- **DATA SECTION**
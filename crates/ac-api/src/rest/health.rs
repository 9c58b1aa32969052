use crate::state::AppState;
use axum::extract::State;
use axum::Json;
use serde::Serialize;
use std::sync::OnceLock;
use std::time::Instant;

static START_TIME: OnceLock<Instant> = OnceLock::new();

/// Record the process start time; called once from `main`.
pub fn init_start_time() {
    let _ = START_TIME.set(Instant::now());
}

#[derive(Serialize)]
#[serde(rename_all = "camelCase")]
pub struct HealthResponse {
    pub version: &'static str,
    pub uptime_secs: u64,
}

pub async fn health(State(state): State<AppState>) -> Json<HealthResponse> {
    let uptime_secs = START_TIME
        .get()
        .map(|start| start.elapsed().as_secs())
        .unwrap_or(0);
    Json(HealthResponse {
        version: state.version,
        uptime_secs,
    })
}
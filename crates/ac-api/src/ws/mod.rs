pub mod messages;
pub mod subscriber;
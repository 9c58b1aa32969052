pub mod error;
pub mod rest;
pub mod router;
pub mod state;
pub mod ws;

pub use router::build_router;
pub use state::AppState;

- **EXERCISE DIRECTIONS**
Reproduce the listing exactly. Every line stays as it is.

- **RESULT OF THE TASK**
filename crates/ac-api/src/rest/health.rs
repository 9c58b1aa32969052
use crate::state::AppState;
use axum::extract::State;
use axum::Json;
use serde::Serialize;
use std::sync::OnceLock;
use std::time::Instant;

static START_TIME: OnceLock<Instant> = OnceLock::new();

/// Record the process start time; called once from `main`.
pub fn init_start_time() {
    let _ = START_TIME.set(Instant::now());
}

#[derive(Serialize)]
#[serde(rename_all = "camelCase")]
pub struct HealthResponse {
    pub version: &'static str,
    pub uptime_secs: u64,
}

pub async fn health(State(state): State<AppState>) -> Json<HealthResponse> {
    let uptime_secs = START_TIME
        .get()
        .map(|start| start.elapsed().as_secs())
        .unwrap_or(0);
    Json(HealthResponse {
        version: state.version,
        uptime_secs,
    })
}
filename crates/ac-api/src/ws/mod.rs
pub mod messages;
pub mod subscriber;
repository 9c58b1aa32969052
pub mod error;
pub mod rest;
pub mod router;
pub mod state;
pub mod ws;

pub use router::build_router;
pub use state::AppState;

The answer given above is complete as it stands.